September 19, 2021
  • September 19, 2021

In Gabi Haack’s return decision

By on July 13, 2021 0

PEORIA – Andrea Gorski sat at a restaurant in Jacksonville, Fla. With her family a few weeks ago, preparing to order dinner after the biggest season in Bradley women’s basketball history.

An unexpected dessert arrived in the form of a phone call, as fifth-year senior Gabi Haack signed up for BU’s menu for a recall in 2021-2022.

“It’s Gabi,” Bradley’s coach said after glancing at his phone. “I was like, ‘This will either be very good news or very bad news.’ It was a dramatic moment.

“She said ‘Coach, I thought about it’… then she said the words, ‘I’m coming back.’ I literally jumped out of my seat and started jumping up and down in the restaurant. “

Background: Basketball player Gabi Haack wins Bradley’s Charles Orsborn award

Decide in quarantine

Haack, the highly decorated 5-foot-10 guard, who led the Bradley women to the first NCAA tournament appearance in school history, will take advantage of the extra year of eligibility given to college athletes due to the pandemic.

Already one of Bradley’s most decorated basketball players, the 22-year-old will teach this fall and complete a healthy minor in the spring before graduating.

Just days after BU’s appearance in the NCAA, Haack tested positive for COVID. “I didn’t have any pain. The worst part was a sore throat,” she said. “It was difficult to be alone in my room, sitting alone.”

As she sat in quarantine, she pulled out a piece of paper and made a list of pros and cons to help determine her path for 2021-2022. “It all depended on my next steps, I thought about education and basketball,” she said. “I wrote down every detail, I really studied it.

“Ultimately my relationship with my coaches, staff, teammates made the difference. I’m playing for a coach who really loves me and cares about me, would do anything for me as a person not just a player, cares about my future, that made it obvious to me.

“As of today, I knew this is where I wanted to be.”

“We had a great year”

Despite the stress of COVID protocols in 2020-21, Bradley persevered and missed a game. “We followed the guidelines and protocols of the sports department, stayed in our bubble,” she said. “We had a great year.”
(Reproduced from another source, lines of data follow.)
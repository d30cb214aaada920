//! Stone-Set Hashing
//!
//! SHA-256 digests of the stone collection. Peers attach a digest to every
//! sync-stones payload so that:
//! - a receiver can log whether its own simulation had drifted
//! - a payload whose contents do not match its digest is dropped as corrupt

use sha2::{Sha256, Digest};
use super::vec2::Vec2;

/// SHA-256 digest bytes.
pub type StateHash = [u8; 32];

/// Hasher with helpers for engine types.
///
/// Order of updates is significant.
pub struct StateHasher {
    hasher: Sha256,
}

impl StateHasher {
    /// Start a digest under a domain tag.
    pub fn new(domain: &[u8]) -> Self {
        let mut hasher = Sha256::new();
        hasher.update(domain);
        Self { hasher }
    }

    /// Create hasher for a stone collection.
    pub fn for_stones() -> Self {
        Self::new(b"CURLING_STONES_V1")
    }

    /// Feed one byte.
    #[inline]
    pub fn update_u8(&mut self, value: u8) {
        self.hasher.update([value]);
    }

    /// Feed a little-endian u32.
    #[inline]
    pub fn update_u32(&mut self, value: u32) {
        self.hasher.update(value.to_le_bytes());
    }

    /// Update with an f64 (bit pattern, little-endian).
    ///
    /// `-0.0` is folded into `0.0` so a stopped stone hashes the same
    /// regardless of the sign its velocity decayed from.
    #[inline]
    pub fn update_f64(&mut self, value: f64) {
        let value = if value == 0.0 { 0.0 } else { value };
        self.hasher.update(value.to_bits().to_le_bytes());
    }

    /// Update with a Vec2.
    #[inline]
    pub fn update_vec2(&mut self, value: Vec2) {
        self.update_f64(value.x);
        self.update_f64(value.y);
    }

    /// Feed a flag as one byte.
    #[inline]
    pub fn update_bool(&mut self, value: bool) {
        self.update_u8(value as u8);
    }

    /// Finish the digest.
    pub fn finalize(self) -> StateHash {
        self.hasher.finalize().into()
    }
}

/// Compute a digest over stone-like records.
///
/// The closure is called once with the hasher; the count is hashed first
/// so that `[]` and a list of default stones differ.
pub fn compute_stones_hash<F>(count: usize, add_stones: F) -> StateHash
where
    F: FnOnce(&mut StateHasher),
{
    let mut hasher = StateHasher::for_stones();
    hasher.update_u32(count as u32);
    add_stones(&mut hasher);
    hasher.finalize()
}

#[cfg(test)]
mod tests {
    use super::*;

    #[test]
    fn test_same_input_same_digest() {
        let make_hash = || {
            let mut hasher = StateHasher::for_stones();
            hasher.update_u32(3);
            hasher.update_vec2(Vec2::new(1.5, -2.25));
            hasher.update_bool(true);
            hasher.finalize()
        };

        assert_eq!(make_hash(), make_hash());
    }

    #[test]
    fn test_update_order_matters() {
        let hash1 = {
            let mut h = StateHasher::new(b"test");
            h.update_f64(1.0);
            h.update_f64(2.0);
            h.finalize()
        };

        let hash2 = {
            let mut h = StateHasher::new(b"test");
            h.update_f64(2.0);
            h.update_f64(1.0);
            h.finalize()
        };

        assert_ne!(hash1, hash2);
    }

    #[test]
    fn test_negative_zero_folded() {
        let a = {
            let mut h = StateHasher::for_stones();
            h.update_f64(0.0);
            h.finalize()
        };
        let b = {
            let mut h = StateHasher::for_stones();
            h.update_f64(-0.0);
            h.finalize()
        };
        assert_eq!(a, b);
    }

    #[test]
    fn test_count_prefix() {
        let empty = compute_stones_hash(0, |_| {});
        let one = compute_stones_hash(1, |_| {});
        assert_ne!(empty, one);
    }
}
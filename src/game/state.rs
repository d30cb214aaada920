//! Game State Definitions
//!
//! Stones, teams, phases and the owned match state that every component
//! receives by reference. There is no global state: each peer owns exactly
//! one `MatchState`.

use std::time::Instant;
use serde::{Serialize, Deserialize};

use crate::core::hash::{StateHash, compute_stones_hash};
use crate::core::vec2::Vec2;
use crate::game::events::{GameEvent, GameEventData};
use crate::game::scoring::{calculate_score, RoundResult};
use crate::game::surface::{self, STONE_RADIUS, STONES_PER_END, MIN_VELOCITY};
use crate::game::zone::ZoneSet;

// =============================================================================
// TEAM
// =============================================================================

/// One of the two teams.
#[derive(Clone, Copy, Debug, PartialEq, Eq, PartialOrd, Ord, Hash, Serialize, Deserialize)]
#[serde(rename_all = "snake_case")]
#[repr(u8)]
pub enum Team {
    /// Team 0
    Red = 0,
    /// Team 1
    Yellow = 1,
}

impl Team {
    /// Both teams in index order.
    pub const ALL: [Team; 2] = [Team::Red, Team::Yellow];

    /// Array index (0 or 1).
    #[inline]
    pub fn index(self) -> usize {
        self as usize
    }

    /// The opposing team.
    #[inline]
    pub fn other(self) -> Team {
        match self {
            Team::Red => Team::Yellow,
            Team::Yellow => Team::Red,
        }
    }

    /// Team from wire index.
    pub fn from_index(index: u8) -> Option<Team> {
        match index {
            0 => Some(Team::Red),
            1 => Some(Team::Yellow),
            _ => None,
        }
    }
}

// =============================================================================
// STONE
// =============================================================================

/// A single stone.
///
/// Retired stones keep their slot in the collection (for display) with
/// `active == false`; physics and scoring skip them.
#[derive(Clone, Copy, Debug, PartialEq, Serialize, Deserialize)]
pub struct Stone {
    /// Owning team
    pub team: Team,
    /// Center position
    pub position: Vec2,
    /// Velocity in units per tick
    pub velocity: Vec2,
    /// Collision radius
    pub radius: f64,
    /// Still in play?
    pub active: bool,
}

impl Stone {
    /// Create an active stone.
    pub fn new(team: Team, position: Vec2, velocity: Vec2) -> Self {
        Self {
            team,
            position,
            velocity,
            radius: STONE_RADIUS,
            active: true,
        }
    }

    /// Create a stationary active stone.
    pub fn at_rest(team: Team, position: Vec2) -> Self {
        Self::new(team, position, Vec2::ZERO)
    }

    /// Current speed.
    #[inline]
    pub fn speed(&self) -> f64 {
        self.velocity.length()
    }

    /// Active and above the stop threshold.
    #[inline]
    pub fn is_moving(&self) -> bool {
        self.active && self.speed() > MIN_VELOCITY
    }

    /// Take the stone out of play. It stays in the collection.
    #[inline]
    pub fn retire(&mut self) {
        self.active = false;
        self.velocity = Vec2::ZERO;
    }
}

/// Index of an active, stationary stone of `team` within
/// `POSITION_TOLERANCE` of `position`.
pub fn find_resting_stone(stones: &[Stone], team: Team, position: Vec2) -> Option<usize> {
    stones.iter().position(|s| {
        s.active
            && s.team == team
            && !s.is_moving()
            && s.position.distance(position) <= surface::POSITION_TOLERANCE
    })
}

/// Digest of a stone collection (order-sensitive).
pub fn stones_hash(stones: &[Stone]) -> StateHash {
    compute_stones_hash(stones.len(), |hasher| {
        for stone in stones {
            hasher.update_u8(stone.team as u8);
            hasher.update_vec2(stone.position);
            hasher.update_vec2(stone.velocity);
            hasher.update_bool(stone.active);
        }
    })
}

// =============================================================================
// THROW IDENTITY
// =============================================================================

/// Identifies one throw: the end it belongs to and how many stones had
/// been thrown in that end before it.
#[derive(Clone, Copy, Debug, PartialEq, Eq, PartialOrd, Ord, Hash, Serialize, Deserialize)]
pub struct ThrowId {
    /// End number (1-based)
    pub end: u32,
    /// Stones thrown in the end before this throw (0..16)
    pub index: u32,
}

// =============================================================================
// PRE-THROW SNAPSHOT
// =============================================================================

/// Frozen copy of every stone taken just before a throw is added.
#[derive(Clone, Debug, PartialEq)]
pub struct PreThrowSnapshot {
    /// Stones before the throw (the thrown stone is at `stones.len()` afterwards)
    pub stones: Vec<Stone>,
    /// Team throwing
    pub thrower: Team,
    /// Stones thrown in the end before this throw
    pub thrown_before: u32,
}

impl PreThrowSnapshot {
    /// Capture the current stones.
    pub fn capture(stones: &[Stone], thrower: Team, thrown_before: u32) -> Self {
        Self {
            stones: stones.to_vec(),
            thrower,
            thrown_before,
        }
    }

    /// Index of the stone added by this throw.
    #[inline]
    pub fn thrown_index(&self) -> usize {
        self.stones.len()
    }

    /// 1-based number of this throw within the end.
    #[inline]
    pub fn throw_number(&self) -> u32 {
        self.thrown_before + 1
    }
}

// =============================================================================
// MATCH PHASE
// =============================================================================

/// Current phase of the match.
#[derive(Clone, Copy, Debug, PartialEq, Eq, Serialize, Deserialize)]
#[serde(rename_all = "snake_case")]
pub enum MatchPhase {
    /// Active team is choosing a direction
    Aiming,
    /// Direction fixed, power being set
    AimLocked,
    /// Stone in motion, simulation running
    Waiting,
    /// Short pause between throws
    Cooldown,
    /// End scored, pause before the next end
    EndOver,
    /// All ends played
    GameOver,
    /// Opponent left; halted until acknowledged
    Interrupted,
}

impl MatchPhase {
    /// True if a throw may be launched or skipped in this phase.
    #[inline]
    pub fn is_aiming(self) -> bool {
        matches!(self, MatchPhase::Aiming | MatchPhase::AimLocked)
    }

    /// True if nothing more can happen in this match.
    #[inline]
    pub fn is_terminal(self) -> bool {
        matches!(self, MatchPhase::GameOver | MatchPhase::Interrupted)
    }
}

// =============================================================================
// MATCH STATE
// =============================================================================

/// Complete state of a match on one peer.
#[derive(Clone, Debug)]
pub struct MatchState {
    /// Ends in the game
    pub total_ends: u32,
    /// Current end (1-based; `total_ends + 1` once the game is over)
    pub current_end: u32,
    /// Aggregate score per team
    pub scores: [u32; 2],
    /// Stones thrown this end per team
    pub stones_thrown: [u32; 2],
    /// Team whose turn it is
    pub current_team: Team,
    /// Team holding last-rock advantage
    pub hammer: Team,
    /// Current phase
    pub phase: MatchPhase,
    /// When the current phase was entered (timer anchor)
    pub phase_started_at: Instant,
    /// Every stone thrown this end, in throw order
    pub stones: Vec<Stone>,
    /// Swept and rough patches
    pub zones: ZoneSet,
    /// Snapshot for the throw in flight
    pub pre_throw: Option<PreThrowSnapshot>,
    /// Sweep energy left for the throw in flight
    pub sweep_energy: f64,
    /// Simulation ticks run for the throw in flight
    pub throw_ticks: u32,
    /// Result of the last completed end
    pub last_end_result: Option<RoundResult>,
    /// Events generated since the last drain
    pending_events: Vec<GameEvent>,
}

impl MatchState {
    /// Create a match positioned before its first end.
    pub fn new(total_ends: u32, hammer: Team, now: Instant) -> Self {
        Self {
            total_ends: total_ends.max(1),
            current_end: 1,
            scores: [0, 0],
            stones_thrown: [0, 0],
            current_team: hammer.other(),
            hammer,
            phase: MatchPhase::Aiming,
            phase_started_at: now,
            stones: Vec::new(),
            zones: ZoneSet::default(),
            pre_throw: None,
            sweep_energy: 0.0,
            throw_ticks: 0,
            last_end_result: None,
            pending_events: Vec::new(),
        }
    }

    /// Stones thrown this end by both teams.
    #[inline]
    pub fn total_thrown(&self) -> u32 {
        self.stones_thrown[0] + self.stones_thrown[1]
    }

    /// True once all stones of the end have been thrown.
    #[inline]
    pub fn end_complete(&self) -> bool {
        self.total_thrown() >= STONES_PER_END
    }

    /// Identity of the next (or in-flight) throw.
    ///
    /// During `EndOver` the end counter has already moved on, so the next
    /// throw is the first of the new end.
    pub fn current_throw(&self) -> ThrowId {
        let index = match (&self.pre_throw, self.phase) {
            (Some(snapshot), _) => snapshot.thrown_before,
            (None, MatchPhase::EndOver) => 0,
            (None, _) => self.total_thrown(),
        };
        ThrowId {
            end: self.current_end,
            index,
        }
    }

    /// True if any active stone is above the stop threshold.
    pub fn any_moving(&self) -> bool {
        self.stones.iter().any(Stone::is_moving)
    }

    /// Score the stones as they lie now (for live display).
    pub fn live_score(&self) -> RoundResult {
        calculate_score(&self.stones)
    }

    /// Winner by aggregate score, `None` on a tie.
    pub fn leader(&self) -> Option<Team> {
        use std::cmp::Ordering;
        match self.scores[0].cmp(&self.scores[1]) {
            Ordering::Greater => Some(Team::Red),
            Ordering::Less => Some(Team::Yellow),
            Ordering::Equal => None,
        }
    }

    /// Time spent in the current phase.
    pub fn phase_elapsed(&self, now: Instant) -> std::time::Duration {
        now.saturating_duration_since(self.phase_started_at)
    }

    /// Enter a phase and restart its timer.
    pub fn set_phase(&mut self, phase: MatchPhase, now: Instant) {
        let from = self.phase;
        self.phase = phase;
        self.phase_started_at = now;
        if from != phase {
            self.push_event(GameEventData::PhaseChanged { from, to: phase });
        }
    }

    /// Digest of the stone collection.
    pub fn compute_hash(&self) -> StateHash {
        stones_hash(&self.stones)
    }

    /// Queue a game event tagged with the current end.
    pub fn push_event(&mut self, data: GameEventData) {
        self.pending_events.push(GameEvent::new(self.current_end, data));
    }

    /// Take pending events (consumes them).
    pub fn take_events(&mut self) -> Vec<GameEvent> {
        std::mem::take(&mut self.pending_events)
    }

}

// =============================================================================
// TESTS
// =============================================================================

#[cfg(test)]
mod tests {
    use super::*;

    #[test]
    fn test_team_other_and_index() {
        assert_eq!(Team::Red.other(), Team::Yellow);
        assert_eq!(Team::Yellow.other(), Team::Red);
        assert_eq!(Team::Yellow.index(), 1);
        assert_eq!(Team::from_index(0), Some(Team::Red));
        assert_eq!(Team::from_index(2), None);
    }

    #[test]
    fn test_new_match_first_thrower_lacks_hammer() {
        let state = MatchState::new(8, Team::Yellow, Instant::now());
        assert_eq!(state.current_team, Team::Red);
        assert_eq!(state.current_end, 1);
        assert_eq!(state.phase, MatchPhase::Aiming);
        assert_eq!(state.current_throw(), ThrowId { end: 1, index: 0 });
    }

    #[test]
    fn test_retired_stone_is_not_moving() {
        let mut stone = Stone::new(Team::Red, Vec2::new(1.0, 1.0), Vec2::new(0.0, -5.0));
        assert!(stone.is_moving());
        stone.retire();
        assert!(!stone.active);
        assert!(!stone.is_moving());
        assert_eq!(stone.velocity, Vec2::ZERO);
    }

    #[test]
    fn test_find_resting_stone() {
        let spot = Vec2::new(100.0, 400.0);
        let mut stones = vec![
            Stone::at_rest(Team::Yellow, spot),
            Stone::at_rest(Team::Red, spot + Vec2::new(0.6, 0.0)),
        ];
        assert_eq!(find_resting_stone(&stones, Team::Red, spot), Some(1));
        assert_eq!(find_resting_stone(&stones, Team::Yellow, spot), Some(0));
        assert_eq!(find_resting_stone(&stones, Team::Red, spot + Vec2::new(2.0, 0.0)), None);

        stones[1].velocity = Vec2::new(0.0, -3.0);
        assert_eq!(find_resting_stone(&stones, Team::Red, spot), None);
        stones[0].retire();
        assert_eq!(find_resting_stone(&stones, Team::Yellow, spot), None);
    }

    #[test]
    fn test_stones_hash_detects_changes() {
        let a = vec![Stone::at_rest(Team::Red, Vec2::new(10.0, 10.0))];
        let mut b = a.clone();
        assert_eq!(stones_hash(&a), stones_hash(&b));
        b[0].active = false;
        assert_ne!(stones_hash(&a), stones_hash(&b));
    }

    #[test]
    fn test_set_phase_emits_event_once() {
        let now = Instant::now();
        let mut state = MatchState::new(1, Team::Yellow, now);
        state.set_phase(MatchPhase::AimLocked, now);
        state.set_phase(MatchPhase::AimLocked, now);
        let events = state.take_events();
        assert_eq!(events.len(), 1);
        assert!(state.take_events().is_empty());
    }

    #[test]
    fn test_current_throw_after_end() {
        let now = Instant::now();
        let mut state = MatchState::new(8, Team::Yellow, now);
        state.stones_thrown = [8, 8];
        state.current_end = 2;
        state.set_phase(MatchPhase::EndOver, now);
        assert_eq!(state.current_throw(), ThrowId { end: 2, index: 0 });
    }

    #[test]
    fn test_throw_id_ordering() {
        let a = ThrowId { end: 1, index: 15 };
        let b = ThrowId { end: 2, index: 0 };
        assert!(a < b);
        assert!(ThrowId { end: 2, index: 1 } > b);
    }
}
Protocols: Portable tracking beacons help Bradley basketball teams tackle COVID protocols more easily

Perhaps the greatest – not just for Bradley but for Haack, who:

  • won the prestigious Charles Orsborn Award from Bradley.
  • was the MVC Researcher-Athlete of the Year and was Bradley’s first CoSIDA varsity selection since 2009-10, earning first-team honors.
  • won the MVC Tournament Outstanding Player award after averaging 21.0 points per game and shooting 41.7% over a 3-point range (10 of 24) in all three BU wins.
  • became the three-time first overall All-MVC pick in program history, finishing second to MVC in scoring (16.5 points per game) and sixth in rebounds (6.8 points per game) . She reached the league’s 77 best points (11th nationally) and is the only player in MVC history to have made 60 or more at 3 points in four different seasons.
  • holds Bradley’s career 3-point record with 283, just 12 points behind Dayna Finch (Creighton) in the league.
  • is the nation’s only player with 275 career 3 points and 700 or more rebounds.

Show your strength

Haack entered his senior year at Elk River, Minn. High School with North Dakota and Bradley as his only NCAA Division I.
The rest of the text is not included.